Unfortunately no, packages are immutable.
Tools like https://github.com/haskell/actions use the version number to construct the path to the binary, which means they can't find the binary because of the version number mismatch:
They are bypassing the package's own ability to register itself, which means that github actions has to deal with the versioning scheme being used. The build number, the same as the GHC package is used to iterate on the package not the cabal binary version.
Since the package is being bypasses all versions with the same major, minor and revision number to the same thing regardless of the build number.
The very fact this is needed is because github actions has a funky setup to begin with... The cabal
package shouldn't need the PATH
to be set as it uses chocolatey's default registration method which creates a symlink to the same folder that choco itself is installed to. So if choco
is on the PATH
so should cabal
and in fact this works on every user machine and other CI systems BUT github actions.

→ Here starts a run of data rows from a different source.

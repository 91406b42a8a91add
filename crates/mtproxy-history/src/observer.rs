//! The `Observer` capability the connection state machine invokes at its
//! byte-level hook points: a redesign away from a transparent
//! socket-wrapping decorator (`log_handler.py`'s `LoggingSocketDecorator`)
//! toward an explicit interface.

use std::sync::{Arc, Mutex};

use crate::tracker::Tracker;

pub trait Observer: Send + Sync {
    fn on_client_bytes(&self, data: &[u8]);
    fn on_server_bytes(&self, data: &[u8]);
}

/// Used when `--with-history` is off: no allocation, no locking.
pub struct NoopObserver;

impl Observer for NoopObserver {
    fn on_client_bytes(&self, _data: &[u8]) {}
    fn on_server_bytes(&self, _data: &[u8]) {}
}

/// Feeds a shared [`Tracker`] behind a `std::sync::Mutex` — byte hooks run
/// inline on the connection's task, never across an await point while
/// holding the lock, so a blocking mutex is sufficient here.
pub struct TrackingObserver {
    tracker: Arc<Mutex<Tracker>>,
}

impl TrackingObserver {
    pub fn new(tracker: Arc<Mutex<Tracker>>) -> Self {
        Self { tracker }
    }
}

impl Observer for TrackingObserver {
    fn on_client_bytes(&self, data: &[u8]) {
        self.tracker.lock().unwrap().on_client_bytes(data);
    }

    fn on_server_bytes(&self, data: &[u8]) {
        self.tracker.lock().unwrap().on_server_bytes(data);
    }
}
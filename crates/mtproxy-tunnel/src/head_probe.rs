//! The synchronous HEAD probe that runs ahead of every interception
//! decision: same headers the client sent, no redirects, a 10 s timeout.

use mtproxy_http::HeaderMap;

use crate::errors::Result;

pub struct HeadProbe {
    pub status: u16,
    pub reason: String,
    pub headers: HeaderMap,
}

impl HeadProbe {
    pub fn content_length(&self) -> Option<u64> {
        self.headers
            .get("Content-Length")
            .and_then(|v| v.parse::<i64>().ok())
            .filter(|v| *v >= 0)
            .map(|v| v as u64)
    }

    /// `full_length` out of a `Content-Range: bytes start-end/total` value.
    pub fn content_range_total(&self) -> Option<u64> {
        let value = self.headers.get("Content-Range")?;
        let (_, total) = value.rsplit_once('/')?;
        total.parse().ok()
    }
}

pub async fn probe_head(client: &reqwest::Client, url: &str, headers: &HeaderMap) -> Result<HeadProbe> {
    let mut request = client.head(url);
    for (name, value) in headers.iter() {
        request = request.header(name, value);
    }

    let response = request.send().await?;
    let status = response.status();
    let reason = status.canonical_reason().unwrap_or("").to_string();

    let mut out = HeaderMap::new();
    for (name, value) in response.headers() {
        if let Ok(text) = value.to_str() {
            out.insert(name.as_str(), text);
        }
    }

    Ok(HeadProbe {
        status: status.as_u16(),
        reason,
        headers: out,
    })
}

#[cfg(test)]
mod test {
    use super::*;

    #[test]
    fn content_length_rejects_negative_value() {
        let mut headers = HeaderMap::new();
        headers.insert("Content-Length", "-1");
        let probe = HeadProbe {
            status: 200,
            reason: "OK".into(),
            headers,
        };
        assert_eq!(probe.content_length(), None);
    }

    #[test]
    fn content_range_total_reads_the_suffix() {
        let mut headers = HeaderMap::new();
        headers.insert("Content-Range", "bytes 0-99/20971520");
        let probe = HeadProbe {
            status: 206,
            reason: "Partial Content".into(),
            headers,
        };
        assert_eq!(probe.content_range_total(), Some(20_971_520));
    }
}
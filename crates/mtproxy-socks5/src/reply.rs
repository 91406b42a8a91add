//! Server-to-client SOCKS5 reply frames, grounded in `socks_handler.py`'s
//! `_send_reply`.

use std::net::{IpAddr, Ipv4Addr};

use tokio::io::AsyncWriteExt;
use tokio::net::TcpStream;

use crate::errors::Result;

#[derive(Debug, Clone, Copy, PartialEq, Eq)]
#[repr(u8)]
pub enum ReplyCode {
    Succeeded = 0x00,
    GeneralFailure = 0x01,
    HostUnreachable = 0x04,
}

/// Writes a reply frame with the given status and bound address/port. Callers
/// that have no bind address yet (the common CONNECT success/failure cases)
/// pass `0.0.0.0:0`, matching the source's defaults.
pub async fn send_reply(
    stream: &mut TcpStream,
    code: ReplyCode,
    bind_addr: IpAddr,
    bind_port: u16,
) -> Result<()> {
    let mut frame = vec![0x05, code as u8, 0x00];
    match bind_addr {
        IpAddr::V4(v4) => {
            frame.push(0x01);
            frame.extend_from_slice(&v4.octets());
        }
        IpAddr::V6(v6) => {
            frame.push(0x04);
            frame.extend_from_slice(&v6.octets());
        }
    }
    frame.extend_from_slice(&bind_port.to_be_bytes());
    stream.write_all(&frame).await?;
    Ok(())
}

pub async fn send_failure(stream: &mut TcpStream, code: ReplyCode) -> Result<()> {
    send_reply(stream, code, IpAddr::V4(Ipv4Addr::UNSPECIFIED), 0).await
}

#[cfg(test)]
mod test {
    use super::*;

    #[test]
    fn reply_code_values_match_the_socks5_rfc() {
        assert_eq!(ReplyCode::Succeeded as u8, 0x00);
        assert_eq!(ReplyCode::GeneralFailure as u8, 0x01);
        assert_eq!(ReplyCode::HostUnreachable as u8, 0x04);
    }
}
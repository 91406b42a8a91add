//! Common logging setup, shared across the `mtproxy` and `mtproxy-admin` binaries.

#[derive(Debug, clap::Args)]
pub struct LogArgs {
    /// Log verbosity. One of trace|debug|info|warn|error.
    #[arg(
        long = "log.level",
        default_value_t = LogLevel::Info,
        group = "logging",
        ignore_case = true,
        value_enum,
        global = true
    )]
    pub level: LogLevel,

    /// Log output format. Defaults to color on an interactive terminal, json otherwise.
    #[arg(long = "log.format", value_enum, global = true, group = "logging")]
    pub format: Option<LogFormat>,
}

#[derive(Debug, clap::ValueEnum, Clone, Copy)]
pub enum LogLevel {
    Trace,
    Debug,
    Info,
    Warn,
    Error,
}

impl ToString for LogLevel {
    fn to_string(&self) -> String {
        match self {
            LogLevel::Trace => "trace",
            LogLevel::Debug => "debug",
            LogLevel::Info => "info",
            LogLevel::Warn => "warn",
            LogLevel::Error => "error",
        }
        .to_string()
    }
}

#[derive(Debug, clap::ValueEnum, Clone, Copy)]
pub enum LogFormat {
    /// jsonl to stderr, for non-interactive / log-shipping use.
    Json,
    /// Plain text, no colors.
    Text,
    /// Compact, colored text for interactive terminals.
    Color,
}

fn default_log_format() -> LogFormat {
    if atty::is(atty::Stream::Stderr) {
        LogFormat::Color
    } else {
        LogFormat::Json
    }
}

/// Initializes the global `tracing` subscriber. Panics if called twice.
pub fn init_logging(args: &LogArgs) {
    let builder = tracing_subscriber::fmt()
        .with_writer(std::io::stderr)
        .with_env_filter(args.level.to_string())
        .with_timer(tracing_subscriber::fmt::time::UtcTime::rfc_3339())
        .with_span_events(tracing_subscriber::fmt::format::FmtSpan::CLOSE)
        .with_thread_ids(false)
        .with_thread_names(false)
        .with_target(false);

    match args.format.unwrap_or_else(default_log_format) {
        LogFormat::Json => {
            builder
                .json()
                .flatten_event(true)
                .with_current_span(true)
                .with_span_list(false)
                .init();
        }
        LogFormat::Text => {
            builder.compact().with_ansi(false).init();
        }
        LogFormat::Color => {
            builder.compact().with_ansi(true).init();
        }
    }
}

If it's not possible to republish it as 3.4.0.0-rc3, then something like 3.4.0.0-rc3-1 is preferable in order to retain the same cabal version number.
When the package is not an rc
this versioning scheme becomes invalid, 3.4.0.0-1
is an invalid version according to the NuGet versioning scheme. This is why the package increases the build number instead, which is also what chocolatey recommends.
Unfortunately cabal always releases using a 4 component version, even though they never change build.
In the mean time I have build and release rc5
but the scheme needs to be dealt with.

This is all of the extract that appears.